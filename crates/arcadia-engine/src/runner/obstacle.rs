use serde::{Deserialize, Serialize};

use crate::Rect;

/// Identifier assigned to obstacles in spawn order.
#[derive(Debug, Clone, Copy, PartialEq, Eq, PartialOrd, Ord, Hash, Serialize, Deserialize)]
pub struct ObstacleId(pub u64);

/// An obstacle travelling toward the agent.
///
/// Created by the world when the difficulty controller allows a spawn and dropped
/// once it leaves the left edge of the world.
#[derive(Debug, Clone, Copy, PartialEq, Serialize, Deserialize)]
pub struct ObstacleDescriptor {
    pub id: ObstacleId,
    pub x: f32,
    pub y: f32,
    pub width: f32,
    pub height: f32,
    /// Horizontal gap the next obstacle must wait for behind this one.
    pub spawn_distance: f32,
}

impl ObstacleDescriptor {
    #[must_use]
    pub fn rect(&self) -> Rect {
        Rect::new(self.x, self.y, self.width, self.height)
    }

    /// Returns `true` once the obstacle has fully left the world on the left side.
    #[must_use]
    pub fn has_exited(&self) -> bool {
        self.x < -self.width
    }
}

——

* **What is being asked**
Scan the listing and report each line where the word "height" shows up.

* **Solution to the exercise**
    pub height: f32,
        Rect::new(self.x, self.y, self.width, self.height)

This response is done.